Collins admitted in court documents that he was responsible for submitting or causing the submission of approximately $6.96 million in false or fraudulent claims to the Medicare program between August 2007 and October 2009.
According to the plea documents, in the late spring or early summer of 2007, Collins was hired by Muhammad Shahab as a nurse to work at Patient Choice Home Healthcare Inc. Patient Choice purported to provide home health services, including physical and occupational therapy services, to Medicare beneficiaries, which were then billed to Medicare. Collins admitted that he offered to become a beneficiary recruiter for Shahab and Patient Choice. According to plea documents, Collins solicited Medicare beneficiaries for Shahab and Patient Choice and offered them cash kickbacks in exchange for their Medicare patient information and signatures on medical documents. Collins admitted that he knew the beneficiaries he recruited were not homebound nor did they need physical therapy services. Collins also admitted in court papers that he knew Patient Choice used the beneficiaries' Medicare information to bill Medicare for unperformed or medically unnecessary physical therapy.
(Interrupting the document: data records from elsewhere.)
//! Bit-level narration.
//!
//! Additive narration walks the patterns from bit 0 upwards, the way carries
//! ripple. Bitwise narration follows the rendered string from left to right,
//! so it lists the most-significant bit first; the position reported in each
//! [`BitStep`] is still counted from the right.

use bitcalc_model::{BitRule, BitStep, BitWidth};

use crate::encoder::{bit, to_binary};

/// Narrates a ripple-carry addition of the `width`-bit patterns of `a` and
/// `b`, least-significant bit first.
pub fn narrate_sum(a: impl Into<i128>, b: impl Into<i128>, width: BitWidth) -> Vec<BitStep> {
    let a: i128 = a.into();
    let b: i128 = b.into();
    let mut carry = 0u8;
    (0..width.bits())
        .map(|position| {
            let a_bit = bit(a, position);
            let b_bit = bit(b, position);
            let total = a_bit + b_bit + carry;
            let step = BitStep {
                position,
                rule: BitRule::Sum,
                a: a_bit,
                b: b_bit,
                result: total % 2,
                carry_in: Some(carry),
                carry_out: Some(total / 2),
            };
            carry = total / 2;
            step
        })
        .collect()
}

/// Narrates a bitwise operation over the `width`-bit patterns of `a` and
/// `b`, most-significant bit first.
///
/// [`BitRule::Sum`] gives the half-adder sum bit with no carries; use
/// [`narrate_sum`] for a full addition.
pub fn narrate_bitwise(
    rule: BitRule,
    a: impl Into<i128>,
    b: impl Into<i128>,
    width: BitWidth,
) -> Vec<BitStep> {
    let a_bits = to_binary(a, width);
    let b_bits = to_binary(b, width);
    let top = width.bits() - 1;
    a_bits
        .bytes()
        .zip(b_bits.bytes())
        .zip(0u32..)
        .map(|((a_char, b_char), index)| {
            let a_bit = a_char - b'0';
            let b_bit = b_char - b'0';
            BitStep {
                position: top - index,
                rule,
                a: a_bit,
                b: b_bit,
                result: apply(rule, a_bit, b_bit),
                carry_in: None,
                carry_out: None,
            }
        })
        .collect()
}

/// Renders the carry into each position, most-significant first, aligned
/// with the operand patterns.
pub fn carry_row(steps: &[BitStep]) -> String {
    steps
        .iter()
        .rev()
        .map(|step| match step.carry_in {
            Some(1) => '1',
            _ => '0',
        })
        .collect()
}

/// Returns true if the most-significant position carried out of the register.
pub fn carries_out(steps: &[BitStep]) -> bool {
    steps
        .iter()
        .max_by_key(|step| step.position)
        .is_some_and(BitStep::generated_carry)
}

fn apply(rule: BitRule, a: u8, b: u8) -> u8 {
    match rule {
        BitRule::And => a & b,
        BitRule::Or => a | b,
        BitRule::Xor | BitRule::Sum => a ^ b,
    }
}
According to court documents, in June 2008, Shahab helped finance and establish All American Home Care Inc. All American was owned at various times by Hassan Akhtar and Shahab. Beginning in April 2009, All American was owned by Collins. Collins admitted that he became the exclusive beneficiary recruiter at All American, recruiting hundreds of patients to the home health agency through the payment of cash kickbacks in exchange for their Medicare information and signature on medical documents. Collins admitted that All American billed Medicare for physical therapy services that were either not rendered or not medically necessary.
Shahab and Akhtar were originally charged with Collins in the January 2010 indictment. Shahab and four other individuals have pleaded guilty for their participation in the Medicare home health scheme. An indictment is merely a charge and defendants are presumed innocent until proven guilty.
Today's result was announced by Assistant Attorney General Lanny A. Breuer of the Criminal Division; U.S. Attorney for the Eastern District of Michigan Barbara L. McQuade; Special Agent in Charge Andrew G. Arena of the FBI's Detroit Field Office; and Special Agent in Charge Lamont Pugh III of the HHS Office of Inspector General's (OIG) Chicago Regional Office.
The case was prosecuted by Assistant Chief John K. Neal and Trial Attorney Gejaa T. Gobena of the Criminal Division's Fraud Section. The case was investigated by the FBI and HHS-OIG, and was brought as part of the Medicare Fraud Strike Force, supervised by the Criminal Division's Fraud Section and the U.S. Attorney's Office for the Eastern District of Michigan.
Since their inception in March 2007, Strike Force operations in seven districts have obtained indictments of more than 560 individuals who collectively have falsely billed the Medicare program for approximately $1.2 billion. In addition, HHS's Centers for Medicare and Medicaid Services, working in conjunction with the HHS-OIG, are taking steps to increase accountability and decrease the presence of fraudulent providers.